The number of patents registered in the UAE reached 25,598 by the end of last year, while the number of live patent applications stood 1,971, the Ministry of Economy said on Monday. The total number of trademarks registered in the country between 1992 and April 21 this year stood at 269,189, it added.
The ministry also said it is continuing to address the issue of counterfeit goods sold in the UAE, with its commercial regulatory department conducting 463 inspections and citing 98 violations in the first quarter of 2021. The figures were provided to state news agency Wam to mark World Intellectual Property Day.
“The department is continuing to conduct inspection visits and responding rapidly to complaints about counterfeit goods in local markets to protect talents and innovators,” the Ministry of Economy said.
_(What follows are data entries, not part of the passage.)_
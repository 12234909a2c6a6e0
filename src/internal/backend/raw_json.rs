//! 后端载荷的原始形状与归一化。
//!
//! 后端的 JSON 是松散的：字段可缺、命名不稳定、数值不保证范围。
//! 本模块在系统边界把它们一次性映射到规范类型，链路更深处
//! 不再出现鸭子类型。

pub mod raw_gallery;
pub mod raw_media;
pub mod raw_progress;
pub mod raw_status;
Patents are a method for legally recognising innovation in a product or service and their growth in the Emirates is in line with the nation's own rise in the World Intellectual Property Organisation's Global Innovation Index rankings. The UAE climbed two places in the 2020 index to 34th globally and third in the Northern Africa and Western Asia region.
The UAE has signed more than ten agreements with international institutions that support intellectual property rights, including the Budapest Treaty on the International Recognition of the Deposit of Microorganisms for the Purposes of Patent Procedure and the Strasbourg Agreement on the International Patent Classification.
Other agreements signed include the Paris Agreement and the Agreement on Trade-Related Aspects of Intellectual Property Rights in 1996, the Berne Convention in 2004 and the Rome Convention for the Protection of Performers, Producers of Phonograms and Broadcasting Organisations in 2004, among others.
This year's World Intellectual Property Day focused on small and medium-sized enterprises. The World Intellectual Property Organisation's director Darren Tang said in a video message that small and medium enterprises account for 90 per cent of all companies worldwide and 70 per cent of global employment, but that these organisations don't always take the necessary action to enforce their rights.
"SMEs are the engines, the unsung heroes of our economy," Mr Tang said. “And yet for many of them, there is still a lack of knowledge about how IP can help them translate their ideas into products, and how IP can be a powerful tool for them to not just survive, but to also compete and grow.”